Liberalisation of the Motor Tariff
Tariffs are sets of fixed price list created under insurance acts to streamline and control premium charges and policy wordings.
Examples of these are Motor and Fire insurance policies. When premiums are tariffed, insurance companies are not allowed to vary the prices chargeable on the insurance policy.
The liberalisation of motor insurance means that the price of motor insurance products will no longer be determined based on Motor Tariff (a set fixed price list). Pricing will be determined by individual insurers and takaful operators.
Consumers will now be able to enjoy a wider choice of motor insurance products at competitive prices as liberalisation encourages innovation and competition among insurers and takaful operators.
Insurers and takaful operators are able to charge premiums that are in line with broader risk factors inherent in a group of policyholders being insured; and also market new products that are not defined under the tariff.

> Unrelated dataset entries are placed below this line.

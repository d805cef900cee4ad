//! Smart interleaving of multi-index results
//!
//! Scores are min-max normalized within each index's result set, then
//! fused with intent-specific weights, a reciprocal rank decay of
//! `1/(1 + 0.1·rank)`, and a consensus boost of
//! `1 + 0.2·(strategies − 1)` for chunks several indexes agree on.
//! Fusion is rank-based, so it is invariant under monotonic rescaling of
//! any per-index score stream.

use std::collections::HashMap;

use serde::{Deserialize, Serialize};
use tracing::debug;

use crate::domain::document::{SearchHit, SearchSource};
use crate::retriever::intent::IntentKind;

const RANK_DECAY: f64 = 0.1;
const CONSENSUS_BOOST: f64 = 0.2;

/// Per-index weights for one intent
#[derive(Debug, Clone, Copy, PartialEq, Serialize, Deserialize)]
pub struct InterleavingWeights {
    pub vector: f64,
    pub lexical: f64,
    pub symbol: f64,
    pub graph: f64,
}

impl InterleavingWeights {
    pub fn for_intent(intent: IntentKind) -> Self {
        match intent {
            IntentKind::SymbolNav => Self {
                vector: 0.2,
                lexical: 0.2,
                symbol: 0.5,
                graph: 0.1,
            },
            IntentKind::CodeSearch => Self {
                vector: 0.5,
                lexical: 0.3,
                symbol: 0.1,
                graph: 0.1,
            },
            IntentKind::FlowTrace => Self {
                vector: 0.2,
                lexical: 0.1,
                symbol: 0.2,
                graph: 0.5,
            },
            IntentKind::ConceptSearch => Self {
                vector: 0.7,
                lexical: 0.2,
                symbol: 0.05,
                graph: 0.05,
            },
            IntentKind::Balanced => Self {
                vector: 0.4,
                lexical: 0.3,
                symbol: 0.2,
                graph: 0.1,
            },
        }
    }

    fn for_source(&self, source: SearchSource) -> f64 {
        match source {
            SearchSource::Vector => self.vector,
            SearchSource::Lexical => self.lexical,
            SearchSource::Symbol => self.symbol,
            SearchSource::Graph => self.graph,
        }
    }
}

/// A fused result with its fusion metadata
#[derive(Debug, Clone)]
pub struct FusedHit {
    pub hit: SearchHit,
    pub final_score: f64,
    pub strategy_count: usize,
    pub strategies: Vec<SearchSource>,
}

pub struct SmartInterleaver {
    weights: InterleavingWeights,
}

impl SmartInterleaver {
    pub fn new(weights: InterleavingWeights) -> Self {
        Self { weights }
    }

    pub fn for_intent(intent: IntentKind) -> Self {
        Self::new(InterleavingWeights::for_intent(intent))
    }

    /// Fuse per-index result lists into one ranked list.
    pub fn interleave(&self, per_index: Vec<Vec<SearchHit>>, top_k: usize) -> Vec<FusedHit> {
        struct Appearance {
            source: SearchSource,
            normalized: f64,
            rank: usize,
        }

        let mut appearances: HashMap<String, Vec<Appearance>> = HashMap::new();
        let mut first_hit: HashMap<String, SearchHit> = HashMap::new();

        for hits in per_index {
            let normalized = normalize_scores(&hits);
            for (rank, (hit, score)) in hits.into_iter().zip(normalized).enumerate() {
                appearances
                    .entry(hit.chunk_id.clone())
                    .or_default()
                    .push(Appearance {
                        source: hit.source,
                        normalized: score,
                        rank,
                    });
                first_hit.entry(hit.chunk_id.clone()).or_insert(hit);
            }
        }

        let mut fused: Vec<FusedHit> = appearances
            .into_iter()
            .map(|(chunk_id, appearances)| {
                let mut score = 0.0;
                for a in &appearances {
                    let weight = self.weights.for_source(a.source);
                    let rank_decay = 1.0 / (1.0 + a.rank as f64 * RANK_DECAY);
                    score += weight * a.normalized * rank_decay;
                }
                if appearances.len() > 1 {
                    score *= 1.0 + CONSENSUS_BOOST * (appearances.len() as f64 - 1.0);
                }
                let strategies: Vec<SearchSource> =
                    appearances.iter().map(|a| a.source).collect();
                FusedHit {
                    hit: first_hit.remove(&chunk_id).expect("hit recorded"),
                    final_score: score,
                    strategy_count: appearances.len(),
                    strategies,
                }
            })
            .collect();

        fused.sort_by(|a, b| {
            b.final_score
                .partial_cmp(&a.final_score)
                .unwrap_or(std::cmp::Ordering::Equal)
                .then_with(|| a.hit.chunk_id.cmp(&b.hit.chunk_id))
        });
        fused.truncate(top_k);

        debug!(results = fused.len(), "interleaving_completed");
        fused
    }
}

/// Round-robin baseline interleaver (kept for A/B comparisons).
pub struct RoundRobinInterleaver;

impl RoundRobinInterleaver {
    pub fn interleave(per_index: Vec<Vec<SearchHit>>, top_k: usize) -> Vec<SearchHit> {
        let mut pointers = vec![0usize; per_index.len()];
        let mut seen = std::collections::HashSet::new();
        let mut out = Vec::new();
        let total: usize = per_index.iter().map(Vec::len).sum();

        let mut strategy = 0usize;
        for _ in 0..total * per_index.len().max(1) {
            if out.len() >= top_k || out.len() >= total {
                break;
            }
            if per_index.is_empty() {
                break;
            }
            let list = &per_index[strategy];
            let pointer = &mut pointers[strategy];
            if *pointer < list.len() {
                let hit = &list[*pointer];
                *pointer += 1;
                if seen.insert(hit.chunk_id.clone()) {
                    out.push(hit.clone());
                }
            }
            strategy = (strategy + 1) % per_index.len();
        }
        out
    }
}

/// Min-max normalize a result set to [0, 1]; uniform sets become 0.5.
fn normalize_scores(hits: &[SearchHit]) -> Vec<f64> {
    if hits.is_empty() {
        return Vec::new();
    }
    let min = hits.iter().map(|h| h.score).fold(f64::INFINITY, f64::min);
    let max = hits
        .iter()
        .map(|h| h.score)
        .fold(f64::NEG_INFINITY, f64::max);
    if (max - min).abs() < 1e-6 {
        return vec![0.5; hits.len()];
    }
    hits.iter()
        .map(|h| (h.score - min) / (max - min))
        .collect()
}

#[cfg(test)]
mod tests {
    use super::*;

    fn hit(id: &str, score: f64, source: SearchSource) -> SearchHit {
        SearchHit::new(id, score, source)
    }

    #[test]
    fn test_consensus_boost_promotes_agreement() {
        let interleaver = SmartInterleaver::for_intent(IntentKind::Balanced);
        let fused = interleaver.interleave(
            vec![
                vec![
                    hit("shared", 0.9, SearchSource::Vector),
                    hit("vector_only", 1.0, SearchSource::Vector),
                ],
                vec![hit("shared", 5.0, SearchSource::Lexical)],
                vec![hit("shared", 1.0, SearchSource::Symbol)],
            ],
            10,
        );

        let shared = fused.iter().find(|f| f.hit.chunk_id == "shared").unwrap();
        let solo = fused
            .iter()
            .find(|f| f.hit.chunk_id == "vector_only")
            .unwrap();
        assert_eq!(shared.strategy_count, 3);
        assert!(shared.final_score > solo.final_score);
    }

    #[test]
    fn test_invariant_under_monotonic_rescaling() {
        let interleaver = SmartInterleaver::for_intent(IntentKind::Balanced);
        let base = vec![
            vec![
                hit("a", 0.9, SearchSource::Vector),
                hit("b", 0.5, SearchSource::Vector),
                hit("c", 0.1, SearchSource::Vector),
            ],
            vec![
                hit("b", 12.0, SearchSource::Lexical),
                hit("a", 4.0, SearchSource::Lexical),
            ],
        ];
        // Rescale the lexical stream by 100x + 7 (monotonic)
        let rescaled = vec![
            base[0].clone(),
            vec![
                hit("b", 1207.0, SearchSource::Lexical),
                hit("a", 407.0, SearchSource::Lexical),
            ],
        ];

        let order =
            |fused: Vec<FusedHit>| -> Vec<String> { fused.into_iter().map(|f| f.hit.chunk_id).collect() };
        assert_eq!(
            order(interleaver.interleave(base, 10)),
            order(interleaver.interleave(rescaled, 10))
        );
    }

    #[test]
    fn test_symbol_nav_weights_put_definition_first() {
        // Scenario: query "User class definition" with mixed results; the
        // class definition chunk must outrank method chunks with the same
        // symbol name.
        let interleaver = SmartInterleaver::for_intent(IntentKind::SymbolNav);
        let fused = interleaver.interleave(
            vec![
                // vector finds both, slightly preferring the method body
                vec![
                    hit("method_chunk", 0.82, SearchSource::Vector),
                    hit("class_def_chunk", 0.80, SearchSource::Vector),
                ],
                // lexical splits similarly
                vec![
                    hit("method_chunk", 7.0, SearchSource::Lexical),
                    hit("class_def_chunk", 6.5, SearchSource::Lexical),
                ],
                // the symbol index is authoritative for definitions
                vec![hit("class_def_chunk", 1.0, SearchSource::Symbol)],
            ],
            3,
        );

        assert_eq!(fused[0].hit.chunk_id, "class_def_chunk");
        let method = fused
            .iter()
            .find(|f| f.hit.chunk_id == "method_chunk")
            .unwrap();
        assert!(fused[0].final_score > method.final_score);
    }

    #[test]
    fn test_rank_decay_prefers_earlier_results() {
        let interleaver = SmartInterleaver::for_intent(IntentKind::Balanced);
        // Same normalized score, different ranks
        let fused = interleaver.interleave(
            vec![vec![
                hit("first", 1.0, SearchSource::Vector),
                hit("mid", 1.0, SearchSource::Vector),
                hit("last", 1.0, SearchSource::Vector),
            ]],
            10,
        );
        // Uniform scores normalize to 0.5 each; decay orders by rank
        assert_eq!(fused[0].hit.chunk_id, "first");
        assert_eq!(fused[2].hit.chunk_id, "last");
    }

    #[test]
    fn test_round_robin_alternates() {
        let out = RoundRobinInterleaver::interleave(
            vec![
                vec![hit("a1", 1.0, SearchSource::Vector), hit("a2", 0.9, SearchSource::Vector)],
                vec![hit("b1", 1.0, SearchSource::Lexical)],
            ],
            10,
        );
        let ids: Vec<&str> = out.iter().map(|h| h.chunk_id.as_str()).collect();
        assert_eq!(ids, vec!["a1", "b1", "a2"]);
    }

    #[test]
    fn test_empty_input() {
        let interleaver = SmartInterleaver::for_intent(IntentKind::Balanced);
        assert!(interleaver.interleave(vec![], 10).is_empty());
        assert!(RoundRobinInterleaver::interleave(vec![], 10).is_empty());
    }
}
//! Pipeline orchestration
//!
//! Per-file layer ordering, snapshot builds, delta classification, and
//! chunk update hooks.

pub mod builder;
pub mod snapshot;

pub use builder::{FileAnalysis, SnapshotBuild, SnapshotBuilder, SourceFile};
pub use snapshot::{ChunkRecord, ChunkUpdateHook, HookRegistry, SnapshotDelta};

As the supervisory authority for all financial institutions, Bank Negara Malaysia (BNM) has the oversight on the application of Tariffs.
Insurance premium is calculated based on the sum insured and model of the vehicle. Additionally, insurers are allowed to apply limited premium loading based on the age of the driver and the number of accidents on record. Depending on the driver’s claims history, the calculated premium to be paid is adjusted against the discount (No Claim Discount or NCD).
Typically, drivers with good driving records can enjoy a higher percentage of NCD up to 55%.
However, the driver may experience receiving different quotes from different insurers due to other factors mentioned above.
As Malaysia progresses towards a developed nation status, the insurance market is being opened up to allow a more equitable approach to the charging of premium.
A good risk should be rewarded and a bad risk recognised. This means that a good driver should pay lesser premium compared to another driver who is in a class that is more likely to experience many accidents. There should also be incentives for perceived bad drivers to become better risks and be rewarded with reduction in premium.
The first phase of the Liberalisation of the Motor and Fire Tariff was introduced on 1 July 2016. During this initial phase, insurers and takaful operators were given the flexibility to offer new motor products and add-on covers that were not defined under the existing tariff.
From 1 July 2017 onwards, premium rates for Motor Comprehensive; and Motor Third Party Fire and Theft products will be liberalised where premium pricing will be determined by individual insurers and takaful operators.
However, premium rates for Motor Third Party product will continue to be subjected to tariff rates.
Liberalisation and open markets are associated with developed countries. The journey can be guided or left to market forces.
For consumers, the benefits include:
- An improvement in the quality of service and a wider range of products at competitive prices due to greater competition among insurers;
- The availability of new products with different features that will enable consumers and businesses to obtain the coverage that best meets their insurance needs.
- As safety features will be one of the factors to determine premiums, drivers will be incentivised to inculcate safe driving habits which will benefit them and the general public.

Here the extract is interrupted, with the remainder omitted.